Desert Talon prepares Marines for Middle East deployments

   Before Marines deploy to the Middle East, they first come to Yuma for a training exercise to help them prepare for the urban and desert operations they are likely to face.

  Held at Marine Corps Air Station Yuma, Desert Talon is a predeployment training exercise for aviation support units before heading to Iraq and Afghanistan.

  The training was established in 2004 and is conducted each year in June and December. It is put on by the Yuma-based Marine Aviation Weapons and Tactics Squadron 1.

  "Essentially, the training includes many of the combat skills potentially needed in Iraq," said Gunnery Sgt. Bill Lisbon of the MCAS public affairs office. "The training is determined by the latest feedback received by Marines deployed overseas."

  Desert Talon, which draws several thousand Marines to the air station, helps create and forge relationships among deploying units, which train in a realistic setting for potential operations in a populated area.

  During the exercise, Marines will be responding to encounters that simulate improvised explosive devices (IED), practice urban air support and casualty evacuation, conduct convoys and role-play encounters with civilians as mounted patrols.

  Also as part of the training, Marines also will practice combat-related skills necessary to conduct convoy security, perform day and night crew-served weapons firing, and operate a forward arming and refueling point on the Barry M. Goldwater Range east of the air station.

  A FARP (Forward Arming and Revealing Point) allows rotary-wing aircraft to resume their mission quicker by refueling and reloading ordnance there instead of traveling back to the air station to wait in line for service.

  "Training scenarios can range from a vehicle convoy being ambushed to a helicopter landing in an urban environment to medevacking a wounded Marine," Lisbon said. "Generally, specific units focus on their specific skills first, i.e. bulk fuel technicians will train to set up and operate an aircraft fueling point, attack helicopters will attack targets on the range, etc."
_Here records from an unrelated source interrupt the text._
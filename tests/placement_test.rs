// Placement behaviour of the stitching engine on boards built in code
use via_stitch::board::{
    Board, BoardRegion, Coord, Drawing, GeometryError, KeepoutRules, NewVia, Pad, Point, Polygon, Rect, Track,
    Via, ViaId, Zone,
};
use via_stitch::stitch::{
    accept_target_areas, clear_distance, plan_placement, run, run_with_rng, CellGrid, CellState, GridMapper,
    RejectReason, RunMode, StitchConfig, StitchError, StitchParams, STITCH_VIA_MARKER,
};

const MM: Coord = 1_000_000;

fn rect_poly(x0: Coord, y0: Coord, x1: Coord, y1: Coord) -> Polygon {
    Polygon::new(vec![
        Point::new(x0, y0),
        Point::new(x1, y0),
        Point::new(x1, y1),
        Point::new(x0, y1),
    ])
}

fn copper(net: &str, priority: u32, outline: Polygon) -> Zone {
    Zone {
        net_name: net.to_string(),
        layer: "F.Cu".to_string(),
        priority,
        outline: outline.clone(),
        filled_polygons: vec![outline],
        ..Default::default()
    }
}

fn keepout(outline: Polygon) -> Zone {
    Zone {
        layer: "F.Cu".to_string(),
        keepout: Some(KeepoutRules::default()),
        outline,
        ..Default::default()
    }
}

/// 0.2 mm clearance + 0.8 mm via: 1 mm pitch
fn params(step_mm: f64) -> StitchParams {
    StitchParams {
        clearance_mm: 0.2,
        via_size_mm: 0.8,
        drill_mm: 0.4,
        step_mm,
        seed: Some(7),
        ..Default::default()
    }
}

/// 10 x 10 mm GND plane
fn gnd_board() -> Board {
    let mut board = Board::new();
    board.add_net("GND");
    board.zones.push(copper("GND", 0, rect_poly(0, 0, 10 * MM, 10 * MM)));
    board
}

fn positions_mm(board: &Board) -> Vec<(Coord, Coord)> {
    board.vias.iter().map(|v| (v.position.x / MM, v.position.y / MM)).collect()
}

/// Host that has no inside-zone hit test
struct NoInsideTest(Board);

impl BoardRegion for NoInsideTest {
    fn bounding_box(&self) -> Rect {
        self.0.bounding_box()
    }
    fn has_net(&self, name: &str) -> bool {
        self.0.has_net(name)
    }
    fn zones(&self) -> &[Zone] {
        self.0.zones()
    }
    fn pads(&self) -> &[Pad] {
        self.0.pads()
    }
    fn tracks(&self) -> &[Track] {
        self.0.tracks()
    }
    fn drawings(&self) -> &[Drawing] {
        self.0.drawings()
    }
    fn vias(&self) -> &[Via] {
        self.0.vias()
    }
    fn zone_hit_filled(&self, zone: &Zone, p: Point) -> bool {
        self.0.zone_hit_filled(zone, p)
    }
    fn zone_hit_edge(&self, zone: &Zone, p: Point, accuracy: Coord) -> bool {
        self.0.zone_hit_edge(zone, p, accuracy)
    }
    fn supports_zone_inside_test(&self) -> bool {
        false
    }
    fn zone_hit_inside(&self, _zone: &Zone, _p: Point) -> bool {
        panic!("inside test called on a host that does not support it");
    }
    fn pad_hits_rect(&self, pad: &Pad, rect: &Rect) -> Result<bool, GeometryError> {
        self.0.pad_hits_rect(pad, rect)
    }
    fn track_hits_rect(&self, track: &Track, rect: &Rect) -> Result<bool, GeometryError> {
        self.0.track_hits_rect(track, rect)
    }
    fn add_via(&mut self, via: NewVia) -> ViaId {
        self.0.add_via(via)
    }
    fn remove_via(&mut self, id: ViaId) -> Option<Via> {
        self.0.remove_via(id)
    }
    fn add_zone(&mut self, zone: Zone) {
        self.0.add_zone(zone)
    }
    fn refill_zones(&mut self) {
        self.0.refill_zones()
    }
}

#[cfg(test)]
mod tests {
    use super::*;
    use rand::rngs::StdRng;
    use rand::SeedableRng;

    #[test]
    fn test_plain_plane_fills_interior() {
        let mut board = gnd_board();
        let config = params(0.0).validate().unwrap();

        let report = run(&config, &mut board).expect("run failed");
        assert_eq!(report.mode, RunMode::Place);
        assert_eq!(report.vias_placed, 81);
        assert_eq!((report.grid_width, report.grid_height), (11, 11));

        let mut expected = Vec::new();
        for x in 1..=9 {
            for y in 1..=9 {
                expected.push((x, y));
            }
        }
        assert_eq!(positions_mm(&board), expected, "vias are emitted in column scan order");
        assert!(board.vias.iter().all(|v| v.net_name == "GND"
            && v.marker == Some(STITCH_VIA_MARKER)
            && v.diameter == 800_000
            && v.drill == 400_000));
        println!("✓ {} vias on a {}x{} grid", report.vias_placed, report.grid_width, report.grid_height);
    }

    #[test]
    fn test_strip_two_pitches_wide_holds_one_column() {
        let mut board = Board::new();
        board.add_net("GND");
        board.zones.push(copper("GND", 0, rect_poly(0, 0, 2 * MM, 10 * MM)));
        let config = params(0.0).validate().unwrap();

        let plan = plan_placement(&board, &config).unwrap();
        assert_eq!(plan.mapper.width_cells, 3);
        let columns: Vec<usize> = plan.grid.candidates().iter().map(|c| c.i).collect();
        assert_eq!(columns.len(), 9);
        assert!(columns.iter().all(|&i| i == 1), "only the middle column fits: {:?}", columns);
    }

    #[test]
    fn test_pass_one_order_does_not_change_acceptance() {
        let outer = copper("GND", 1, rect_poly(0, 0, 10 * MM, 10 * MM));
        let inner = copper("GND", 2, rect_poly(2 * MM, 2 * MM, 8 * MM, 8 * MM));
        let config = params(0.0).validate().unwrap();

        let mut grids = Vec::new();
        for zones in [vec![outer.clone(), inner.clone()], vec![inner, outer]] {
            let mut board = Board::new();
            board.add_net("GND");
            board.zones = zones;
            let mapper = GridMapper::new(&board.bounding_box(), config.pitch());
            let mut grid = CellGrid::new(mapper.width_cells, mapper.height_cells);
            let accepted = accept_target_areas(&board, &config, &mapper, &mut grid);
            assert_eq!(accepted, 81);
            grids.push(grid);
        }
        // A cell accepted by the first area is not re-evaluated by the second
        assert_eq!(grids[0], grids[1]);
    }

    #[test]
    fn test_keepout_precedence_over_other_net() {
        let square = rect_poly(3 * MM, 3 * MM, 6 * MM, 6 * MM);
        for keepout_first in [true, false] {
            let mut board = gnd_board();
            board.add_net("VCC");
            let foreign = copper("VCC", 0, square.clone());
            if keepout_first {
                board.zones.push(keepout(square.clone()));
                board.zones.push(foreign);
            } else {
                board.zones.push(foreign);
                board.zones.push(keepout(square.clone()));
            }
            let config = params(0.0).validate().unwrap();
            let plan = plan_placement(&board, &config).unwrap();

            // Cells 3..=6 overlap the square
            assert_eq!(plan.grid.get(4, 4), CellState::Rejected(RejectReason::Keepout));
            let counts = plan.grid.counts();
            assert_eq!(counts.keepout, 16);
            assert_eq!(counts.other_signal, 0);
            assert_eq!(counts.candidate, 65);
        }
    }

    #[test]
    fn test_host_without_inside_test_treats_it_as_no_hit() {
        let mut board = gnd_board();
        // Keepout with no poured copper and no outline edge near any via corner
        board.zones.push(keepout(rect_poly(3 * MM, 3 * MM, 6 * MM, 6 * MM)));
        let config = params(0.0).validate().unwrap();

        let mut with_test = board.clone();
        assert_eq!(run(&config, &mut with_test).unwrap().vias_placed, 65);

        let mut host = NoInsideTest(board);
        let report = run(&config, &mut host).unwrap();
        assert_eq!(report.vias_placed, 81);
    }

    #[test]
    fn test_obstacles_reject_with_their_reason() {
        let mut board = gnd_board();
        board.pads.push(Pad {
            position: Point::new(2 * MM, 2 * MM),
            width: MM,
            height: MM,
            net_name: Some("SIG".to_string()),
            ..Default::default()
        });
        board.tracks.push(Track {
            start: Point::new(8 * MM, MM),
            end: Point::new(8 * MM, 9 * MM),
            width: 0,
            layer: "B.Cu".to_string(),
            ..Default::default()
        });
        board.drawings.push(Drawing {
            kind: via_stitch::board::DrawingKind::Text,
            layer: "B.Cu".to_string(),
            bbox: Rect::new(Point::new(5 * MM, 5 * MM), 0, 0),
            text: Some("GND".to_string()),
        });
        let config = params(0.0).validate().unwrap();

        let plan = plan_placement(&board, &config).unwrap();
        assert_eq!(plan.grid.get(2, 2), CellState::Rejected(RejectReason::Pad));
        assert_eq!(plan.grid.get(8, 5), CellState::Rejected(RejectReason::Track));
        assert_eq!(plan.grid.get(5, 5), CellState::Rejected(RejectReason::Drawing));
        assert!(plan.grid.get(4, 8).is_candidate());
    }

    #[test]
    fn test_copper_text_over_pad_reports_drawing() {
        let mut board = gnd_board();
        board.pads.push(Pad {
            position: Point::new(5 * MM, 5 * MM),
            width: MM,
            height: MM,
            ..Default::default()
        });
        board.drawings.push(Drawing {
            kind: via_stitch::board::DrawingKind::Text,
            layer: "F.Cu".to_string(),
            bbox: Rect::new(Point::new(5 * MM, 5 * MM), 0, 0),
            text: Some("U1".to_string()),
        });
        let config = params(0.0).validate().unwrap();

        let plan = plan_placement(&board, &config).unwrap();
        assert_eq!(plan.grid.get(5, 5), CellState::Rejected(RejectReason::Drawing));
        let counts = plan.grid.counts();
        assert_eq!((counts.drawing, counts.pad), (9, 0));
    }

    #[test]
    fn test_every_cell_has_exactly_one_state() {
        let mut board = gnd_board();
        board.add_net("VCC");
        board.zones.push(copper("VCC", 0, rect_poly(0, 0, 4 * MM, 4 * MM)));
        board.pads.push(Pad {
            position: Point::new(7 * MM, 7 * MM),
            width: MM,
            height: 2 * MM,
            ..Default::default()
        });
        let config = params(1.0).validate().unwrap();

        let plan = plan_placement(&board, &config).unwrap();
        let c = plan.grid.counts();
        let total = c.empty + c.candidate + c.keepout + c.other_signal + c.track + c.pad + c.drawing + c.step;
        assert_eq!(total, plan.mapper.width_cells * plan.mapper.height_cells);
        assert!(c.other_signal > 0 && c.pad > 0 && c.step > 0);
    }

    #[test]
    fn test_step_spacing_radius() {
        let mut board = gnd_board();
        // 1 mm step on a 1 mm pitch: neighbourhood radius 2 cells
        let config = params(1.0).validate().unwrap();
        let distance = clear_distance(config.step, config.pitch()) as f64;
        assert_eq!(distance, 2.0);

        run(&config, &mut board).unwrap();
        let placed = positions_mm(&board);
        assert_eq!(placed, vec![(1, 1), (1, 4), (1, 7), (4, 1), (4, 4), (4, 7), (7, 1), (7, 4), (7, 7)]);
        for (n, a) in placed.iter().enumerate() {
            for b in &placed[n + 1..] {
                let d = (((a.0 - b.0).pow(2) + (a.1 - b.1).pow(2)) as f64).sqrt();
                assert!(d >= distance, "{:?} and {:?} are {} cells apart", a, b, d);
            }
        }
    }

    #[test]
    fn test_star_spacing_staggers() {
        let mut board = gnd_board();
        let config = StitchConfig {
            star: true,
            ..params(1.0).validate().unwrap()
        };
        run(&config, &mut board).unwrap();
        let placed = positions_mm(&board);

        // Columns alternate between two row phases
        assert!(placed.contains(&(1, 1)) && placed.contains(&(1, 4)));
        assert!(placed.contains(&(3, 2)));
        for (n, a) in placed.iter().enumerate() {
            for b in &placed[n + 1..] {
                let manhattan = (a.0 - b.0).abs() + (a.1 - b.1).abs();
                assert!(manhattan > 2, "{:?} and {:?} too close", a, b);
            }
        }
    }

    #[test]
    fn test_jitter_is_reproducible_with_seed() {
        let config = StitchConfig {
            randomize: true,
            ..params(0.0).validate().unwrap()
        };
        let mut first = gnd_board();
        let mut second = gnd_board();
        run_with_rng(&config, &mut first, &mut StdRng::seed_from_u64(3)).unwrap();
        run_with_rng(&config, &mut second, &mut StdRng::seed_from_u64(3)).unwrap();
        assert_eq!(first.vias, second.vias);

        let quarter = config.pitch() / 4;
        let mut grid_positions = Vec::new();
        for x in 1..=9 {
            for y in 1..=9 {
                grid_positions.push(Point::new(x * MM, y * MM));
            }
        }
        for (via, cell) in first.vias.iter().zip(grid_positions) {
            assert!((via.position.x - cell.x).abs() <= quarter);
            assert!((via.position.y - cell.y).abs() <= quarter);
        }
    }

    #[test]
    fn test_missing_net_is_an_error() {
        let mut board = gnd_board();
        let config = StitchParams {
            net_name: "AGND".to_string(),
            ..params(0.0)
        }
        .validate()
        .unwrap();
        assert_eq!(run(&config, &mut board), Err(StitchError::NetNotFound("AGND".to_string())));
        assert!(board.vias.is_empty());
    }

    #[test]
    fn test_invalid_parameters_are_rejected() {
        let cases = [
            StitchParams { clearance_mm: 0.0, ..params(0.0) },
            StitchParams { via_size_mm: -1.0, ..params(0.0) },
            StitchParams { drill_mm: f64::NAN, ..params(0.0) },
            StitchParams { step_mm: -2.54, ..params(0.0) },
            StitchParams { step_mm: 1e13, ..params(0.0) },
            StitchParams { clearance_mm: 5e6, ..params(0.0) },
        ];
        for case in cases {
            assert!(
                matches!(case.validate(), Err(StitchError::InvalidParameter { .. })),
                "accepted {:?}",
                case
            );
        }
    }

    #[test]
    fn test_zones_refilled_after_run() {
        let mut board = gnd_board();
        board.zones[0].filled_polygons.push(rect_poly(0, 0, MM, MM));
        let config = params(0.0).validate().unwrap();
        run(&config, &mut board).unwrap();
        assert_eq!(board.zones[0].filled_polygons, vec![board.zones[0].outline.clone()]);
    }
}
  Lisbon added, "The various units will then integrate for a more complex, real-world scenario, such as military police escorting a supply convoy with helicopters in flight nearby providing aerial reconnaissance and security."

  Participating Marines also practice communicating with helicopters to coordinate medical evacuations. The training helps the Marines use different scenarios to determine when it is best to call in helicopters.

  "If the convoy gets ambushed and a Marine is wounded, then the Marines on the ground will have to find a landing zone for the helicopters to come in and pick up the wounded," Lisbon said.

  The training also is helpful when American military is called upon to provide assistance in other situations.

  The last part of the training occurs in and around Yuma, as well as locations in Brawley, Calif.

  During the training, which the public is allowed to watch, helicopters will be landing at various locations with Marine convoys traveling through town to get to those landing sites.

  The training is held in Yuma because it offers an excellent replication of what Marine aviation units face when they get to Iraq.